This actually IS theft, selling you something and then stealing it back!

[–] Steve@startrek.website 24 points 9 months ago (1 children)

But but but you didn’t read page 36 of the ULA where it says they can!

[–] Bizarroland@kbin.social 15 points 9 months ago

I vaguely remember reading that terms of service that violate basic rights are not going to be upheld in court.

I'm not a FUNimation subscriber but I hope that the people who are take Sony to court

[–] Fargeol@kbin.social 39 points 9 months ago (1 children)
[–] Grimpen@lemmy.ca 4 points 9 months ago

That is exactly the XKCD I pictured.

[–] EonNShadow@pawb.social 15 points 9 months ago

Second time Sony has done this in almost as many months. Fuck Sony.

[–] Imprint9816@lemmy.dbzer0.com 15 points 9 months ago

Just like any lifetime guarantee, its guaranteeing access for the lifetime of the service (which could end at any moment) not your lifetime.

services that promise lifetime or forever accessability should be avoided.

[–] cupcakezealot@lemmy.blahaj.zone 9 points 9 months ago

forever like when harry potter's mum said she'd always be there for him

[–] autotldr@lemmings.world 8 points 9 months ago

This is the best summary I could come up with:


Funimation, a Sony-owned streaming service for anime, recently announced that subscribers' digital libraries on the platform will be unavailable after April 2.

For years, Funimation had been telling subscribers that they could keep streaming these digital copies of purchased movies and shows, but qualifying it: “forever, but there are some restrictions.”

But in addition to offering video streaming, Funimation also dubbed and released anime as physical media, and sometimes those DVDs or Blu-rays would feature a digital code.

For people lacking the space, resources, or interest in maintaining a library of physical media, this was a good way to preserve treasured shows and movies without spending more money.

It also provided a simple way to access purchased media online if you were, for example, away on a trip and had a hankering to watch some anime DVDs you bought.

Regarding refunds, Funimation's announcement directed customers to its support team "to see the available options based on your payment method," but there's no mention of getting money back from a DVD or Blu-ray that you might not have purchased had you known you couldn't stream it "forever."


The original article contains 420 words, the summary contains 186 words.
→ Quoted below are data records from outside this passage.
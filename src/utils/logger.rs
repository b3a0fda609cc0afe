use tracing_subscriber::{layer::SubscriberExt, util::SubscriberInitExt, EnvFilter};

// toml_extract is the second binary's crate name
fn default_filter(verbose: bool) -> EnvFilter {
    if verbose {
        EnvFilter::try_from_default_env()
            .unwrap_or_else(|_| EnvFilter::new("trip_extract=debug,toml_extract=debug,info"))
    } else {
        EnvFilter::try_from_default_env()
            .unwrap_or_else(|_| EnvFilter::new("trip_extract=info,toml_extract=info"))
    }
}

/// Logs go to stderr; stdout carries the extracted records.
pub fn init_cli_logger(verbose: bool) {
    tracing_subscriber::registry()
        .with(default_filter(verbose))
        .with(
            tracing_subscriber::fmt::layer()
                .with_writer(std::io::stderr)
                .with_target(false)
                .with_thread_ids(false)
                .with_file(false)
                .with_line_number(false)
                .compact(),
        )
        .init();
}

pub fn init_json_logger(verbose: bool) {
    tracing_subscriber::registry()
        .with(default_filter(verbose))
        .with(
            tracing_subscriber::fmt::layer()
                .with_writer(std::io::stderr)
                .with_target(false)
                .with_thread_ids(false)
                .with_file(false)
                .with_line_number(false)
                .json(),
        )
        .init();
}

pub fn init_logger(verbose: bool, json: bool) {
    if json {
        init_json_logger(verbose);
    } else {
        init_cli_logger(verbose);
    }
}
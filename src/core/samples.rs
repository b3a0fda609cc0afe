/// Sentences used when neither the command line, the config nor an input
/// file supplies any.
pub const SAMPLE_SENTENCES: &[&str] = &[
    "IT부서의 최명재 팀장, 신예준 팀장이 2월1일-2월5일 일본 도쿄로 출장을 갈려고해. 예산은 최대 500만원이야.",
    "김민수와 정혜진이 서울에서 부산으로 출장 간다. 3월 15일부터 3월 17일까지.",
    "최명재와 이재영이 서울에서 부산으로 3월 15일부터 3월 17일까지 출장을 갑니다.",
    "총 4명이 대전에서 제주로 6월 3일 하루 출장 갑니다.",
    "다음 달 10월 20일부터 23일까지 박서준 과장과 이도윤 대리가 싱가포르로 출장 예정이고 예산은 300만원 이내입니다.",
    "나랑 김하늘 대리가 2025년 11월 4일에서 11월 6일까지 광주로 출장 가요. 경비는 80만원.",
];
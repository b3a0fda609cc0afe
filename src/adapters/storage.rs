use crate::domain::ports::Storage;
use crate::utils::error::Result;
use std::path::Path;

#[derive(Debug, Clone)]
pub struct LocalStorage {
    base_path: String,
}

impl LocalStorage {
    pub fn new(base_path: String) -> Self {
        Self { base_path }
    }
}

impl Storage for LocalStorage {
    async fn write_file(&self, path: &str, data: &[u8]) -> Result<()> {
        let full_path = Path::new(&self.base_path).join(path);

        if let Some(parent) = full_path.parent() {
            tokio::fs::create_dir_all(parent).await?;
        }

        tokio::fs::write(full_path, data).await?;
        Ok(())
    }

    fn location(&self, path: &str) -> String {
        Path::new(&self.base_path).join(path).display().to_string()
    }
}
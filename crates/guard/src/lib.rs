#![deny(clippy::pedantic, unsafe_code)]
#![allow(clippy::module_name_repetitions)]

//! Package reputation checks run before anything is installed
//!
//! [`Verifier::analyze`] is side-effect free: it looks at the parsed
//! descriptor and whatever metadata the registry returned, and accumulates
//! findings into a [`ValidationResult`]. Whether those findings block the
//! install is decided by [`ValidationResult::is_blocking`] against the
//! configured minimum score.
//!
//! [`ValidationResult`]: e14z_types::ValidationResult
//! [`ValidationResult::is_blocking`]: e14z_types::ValidationResult::is_blocking

mod reputation;
mod scripts;
mod typosquat;
mod verifier;

pub use reputation::ReputationDb;
pub use scripts::ScriptScanner;
pub use typosquat::{edit_method, find_typosquat_target, EditMethod};
pub use verifier::Verifier;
Saved 56%. I'm a bot and I'm open source!

[–] mudle@lemmy.ml 4 points 9 months ago* (last edited 9 months ago) (1 children)

This really grinds my gears. Every company is always complaining about piracy, just to add invasive DRM and/or crappy measures that only ever hurt the consumer.
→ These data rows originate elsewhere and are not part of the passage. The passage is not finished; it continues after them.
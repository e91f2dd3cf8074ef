//! Configuration error types

use std::borrow::Cow;

use crate::UserFacingError;
use thiserror::Error;

#[derive(Debug, Clone, Error)]
#[non_exhaustive]
pub enum ConfigError {
    #[error("config file not found: {path}")]
    NotFound { path: String },

    #[error("invalid config: {message}")]
    Invalid { message: String },

    #[error("parse error: {message}")]
    ParseError { message: String },

    #[error("invalid value for {field}: {value}")]
    InvalidValue { field: String, value: String },

    #[error("failed to write config to {path}: {error}")]
    WriteError { path: String, error: String },

    #[error("failed to serialize config: {error}")]
    SerializeError { error: String },
}

impl UserFacingError for ConfigError {
    fn user_message(&self) -> Cow<'_, str> {
        Cow::Owned(self.to_string())
    }

    fn user_hint(&self) -> Option<&'static str> {
        match self {
            Self::NotFound { .. } => Some("Provide a configuration file or omit --config to use defaults."),
            Self::InvalidValue { .. } | Self::Invalid { .. } | Self::ParseError { .. } => {
                Some("Fix the configuration value and retry the command.")
            }
            Self::WriteError { .. } => Some("Ensure the config path is writable and retry."),
            Self::SerializeError { .. } => None,
        }
    }

    fn user_code(&self) -> Option<&'static str> {
        let code = match self {
            Self::NotFound { .. } => "config.not_found",
            Self::Invalid { .. } => "config.invalid",
            Self::ParseError { .. } => "config.parse_error",
            Self::InvalidValue { .. } => "config.invalid_value",
            Self::WriteError { .. } => "config.write_error",
            Self::SerializeError { .. } => "config.serialize_error",
        };
        Some(code)
    }
}
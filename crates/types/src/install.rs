//! Install requests and outcomes

use e14z_errors::{ClassifiedError, ErrorCategory};
use serde::{Deserialize, Serialize};
use std::collections::BTreeMap;
use std::fmt;
use std::path::PathBuf;
use std::time::Duration;

/// One alternative way to install a package, as listed by the registry
#[derive(Debug, Clone, PartialEq, Eq, Serialize, Deserialize)]
#[serde(rename_all = "camelCase")]
pub struct InstallationMethod {
    #[serde(rename = "type")]
    pub method_type: String,
    pub command: String,
    #[serde(default)]
    pub description: Option<String>,
    #[serde(default)]
    pub priority: Option<u32>,
}

/// What the registry knows about installing a package
#[derive(Debug, Clone, PartialEq, Eq, Serialize, Deserialize)]
#[serde(rename_all = "camelCase")]
pub struct InstallSpec {
    pub name: String,
    pub install_command: String,
    pub install_type: String,
    #[serde(default)]
    pub installation_methods: Vec<InstallationMethod>,
}

impl InstallSpec {
    /// Pick the command to run, honouring a preferred method type if given
    ///
    /// Returns `None` when a preferred method was requested but not listed.
    #[must_use]
    pub fn select_command(&self, preferred: Option<&str>) -> Option<&str> {
        match preferred {
            Some(wanted) => self
                .installation_methods
                .iter()
                .filter(|m| m.method_type.eq_ignore_ascii_case(wanted))
                .min_by_key(|m| m.priority.unwrap_or(u32::MAX))
                .map(|m| m.command.as_str())
                .or_else(|| {
                    self.install_type
                        .eq_ignore_ascii_case(wanted)
                        .then_some(self.install_command.as_str())
                }),
            None => Some(self.install_command.as_str()),
        }
    }
}

/// Caller-supplied knobs for one install-and-run request
#[derive(Debug, Clone, Default)]
pub struct InstallOptions {
    /// Overall budget for the request; falls back to configuration
    pub timeout: Option<Duration>,
    /// Installation method type to prefer (`npm`, `pipx`, `docker`, ...)
    pub preferred_method: Option<String>,
    /// Extra environment passed to the package process
    pub env: BTreeMap<String, String>,
}

impl InstallOptions {
    #[must_use]
    pub fn with_timeout(mut self, timeout: Duration) -> Self {
        self.timeout = Some(timeout);
        self
    }

    #[must_use]
    pub fn with_method(mut self, method: impl Into<String>) -> Self {
        self.preferred_method = Some(method.into());
        self
    }

    #[must_use]
    pub fn with_env(mut self, key: impl Into<String>, value: impl Into<String>) -> Self {
        self.env.insert(key.into(), value.into());
        self
    }
}

/// States of the install-and-run state machine
#[derive(Debug, Clone, Copy, PartialEq, Eq, Hash, Serialize, Deserialize)]
#[serde(rename_all = "snake_case")]
pub enum InstallPhase {
    Fetching,
    Verifying,
    CacheHit,
    Installing,
    Executing,
    Success,
    Failed,
}

impl fmt::Display for InstallPhase {
    fn fmt(&self, f: &mut fmt::Formatter<'_>) -> fmt::Result {
        let s = match self {
            Self::Fetching => "fetching",
            Self::Verifying => "verifying",
            Self::CacheHit => "cache_hit",
            Self::Installing => "installing",
            Self::Executing => "executing",
            Self::Success => "success",
            Self::Failed => "failed",
        };
        f.write_str(s)
    }
}

/// Health tier of a package after execution
#[derive(Debug, Clone, Copy, PartialEq, Eq, Serialize, Deserialize)]
#[serde(rename_all = "lowercase")]
pub enum HealthTier {
    Healthy,
    Degraded,
    Failed,
}

/// A tool advertised by an MCP server
#[derive(Debug, Clone, PartialEq, Eq, Serialize, Deserialize)]
pub struct ToolInfo {
    pub name: String,
    #[serde(default)]
    pub description: String,
    /// Parameter names from the tool's input schema
    #[serde(default)]
    pub parameters: Vec<String>,
}

/// Diagnostics about how the package was run
#[derive(Debug, Clone, Default, PartialEq, Eq, Serialize, Deserialize)]
#[serde(rename_all = "camelCase")]
pub struct ExecutionDetails {
    pub command: String,
    pub args: Vec<String>,
    pub exit_code: Option<i32>,
    pub duration_ms: u64,
    pub cache_hit: bool,
    pub attempts: u32,
    pub timed_out: bool,
    #[serde(skip_serializing_if = "Option::is_none")]
    pub protocol_version: Option<String>,
    #[serde(skip_serializing_if = "Option::is_none")]
    pub server_name: Option<String>,
    pub resources_count: usize,
    pub prompts_count: usize,
    #[serde(skip_serializing_if = "String::is_empty")]
    pub stderr_tail: String,
}

/// Result of `install_and_run`
#[derive(Debug, Clone, PartialEq, Eq, Serialize)]
#[serde(rename_all = "camelCase")]
pub struct InstallOutcome {
    pub success: bool,
    #[serde(skip_serializing_if = "Option::is_none")]
    pub error: Option<String>,
    #[serde(skip_serializing_if = "Option::is_none")]
    pub category: Option<ErrorCategory>,
    #[serde(skip_serializing_if = "Vec::is_empty")]
    pub suggestions: Vec<String>,
    #[serde(skip_serializing_if = "Option::is_none")]
    pub tools: Option<Vec<ToolInfo>>,
    #[serde(skip_serializing_if = "Option::is_none")]
    pub cache_dir: Option<PathBuf>,
    #[serde(skip_serializing_if = "Option::is_none")]
    pub execution_details: Option<ExecutionDetails>,
    pub health: HealthTier,
    #[serde(skip_serializing_if = "Vec::is_empty")]
    pub auth_env_vars: Vec<String>,
    /// Last state the request reached
    pub phase: InstallPhase,
}

impl InstallOutcome {
    /// Successful run
    #[must_use]
    pub fn succeeded(
        tools: Vec<ToolInfo>,
        cache_dir: PathBuf,
        details: ExecutionDetails,
        health: HealthTier,
    ) -> Self {
        Self {
            success: true,
            error: None,
            category: None,
            suggestions: Vec::new(),
            tools: Some(tools),
            cache_dir: Some(cache_dir),
            execution_details: Some(details),
            health,
            auth_env_vars: Vec::new(),
            phase: InstallPhase::Success,
        }
    }

    /// Failed run; always carries a classification
    #[must_use]
    pub fn failed(classified: &ClassifiedError) -> Self {
        Self {
            success: false,
            error: Some(classified.message().to_string()),
            category: Some(classified.category()),
            suggestions: classified.suggestions().to_vec(),
            tools: None,
            cache_dir: None,
            execution_details: None,
            health: HealthTier::Failed,
            auth_env_vars: Vec::new(),
            phase: InstallPhase::Failed,
        }
    }

    #[must_use]
    pub fn with_cache_dir(mut self, dir: PathBuf) -> Self {
        self.cache_dir = Some(dir);
        self
    }

    #[must_use]
    pub fn with_details(mut self, details: ExecutionDetails) -> Self {
        self.execution_details = Some(details);
        self
    }

    /// Mark as installed-but-unusable because credentials are missing
    #[must_use]
    pub fn degraded_by_auth(mut self, vars: Vec<String>) -> Self {
        self.health = HealthTier::Degraded;
        self.suggestions.insert(
            0,
            format!("Set the required environment variables: {}", vars.join(", ")),
        );
        self.auth_env_vars = vars;
        self
    }
}
//! Security and sanitization error types

use std::borrow::Cow;

use crate::UserFacingError;
use thiserror::Error;

#[derive(Debug, Clone, Error)]
#[non_exhaustive]
pub enum SecurityError {
    #[error("command not allowed: {command}")]
    CommandNotAllowed { command: String },

    #[error("unsafe characters in command: {command}")]
    UnsafeCommand { command: String },

    #[error("unsafe argument at position {index}: {reason}")]
    UnsafeArgument { index: usize, reason: String },

    #[error("package {package} is quarantined: {reason}")]
    Quarantined { package: String, reason: String },

    #[error("package {package} blocked by security checks (score {score}): {reason}")]
    VerificationBlocked {
        package: String,
        score: u8,
        reason: String,
    },

    #[error("path escapes sandbox root: {path}")]
    PathEscape { path: String },

    #[error("environment variable not allowed: {name}")]
    EnvNotAllowed { name: String },
}

impl UserFacingError for SecurityError {
    fn user_message(&self) -> Cow<'_, str> {
        Cow::Owned(self.to_string())
    }

    fn user_hint(&self) -> Option<&'static str> {
        match self {
            Self::CommandNotAllowed { .. } | Self::UnsafeCommand { .. } => {
                Some("Only known launchers (npx, uvx, node, python, docker, git) may be executed.")
            }
            Self::UnsafeArgument { .. } | Self::EnvNotAllowed { .. } => {
                Some("Remove shell metacharacters from the install command.")
            }
            Self::Quarantined { .. } | Self::VerificationBlocked { .. } => {
                Some("Do not install this package; it was flagged by security checks.")
            }
            Self::PathEscape { .. } => Some("Package files must stay inside the cache directory."),
        }
    }

    fn user_code(&self) -> Option<&'static str> {
        let code = match self {
            Self::CommandNotAllowed { .. } => "security.command_not_allowed",
            Self::UnsafeCommand { .. } => "security.unsafe_command",
            Self::UnsafeArgument { .. } => "security.unsafe_argument",
            Self::Quarantined { .. } => "security.quarantined",
            Self::VerificationBlocked { .. } => "security.verification_blocked",
            Self::PathEscape { .. } => "security.path_escape",
            Self::EnvNotAllowed { .. } => "security.env_not_allowed",
        };
        Some(code)
    }
}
Some might not act like this is a big deal because those codes typically come with a physical disc, but when you bought the disc you actually bought TWO copies, the physical disc AND the digital code.

What if you sold your code to someone else? GONE. What if you sold your disc? GONE.

This should be illegal but unfortunately they can update their crappy EULA's that say something along the lines of "By using our service you agree to--", and there goes your media that you "own forever".

What a joke.

[–] kryllic@programming.dev 5 points 9 months ago (1 children)
[–] cupcakezealot@lemmy.blahaj.zone 1 points 9 months ago (1 children)

if just annoys me so much that they did away with dvds and blurays - which offered infinitely more value to streaming because of the added bonus features and the fact that you owned it - and then raised streaming prices even though they didn't have to spend as much making the physical media anymore.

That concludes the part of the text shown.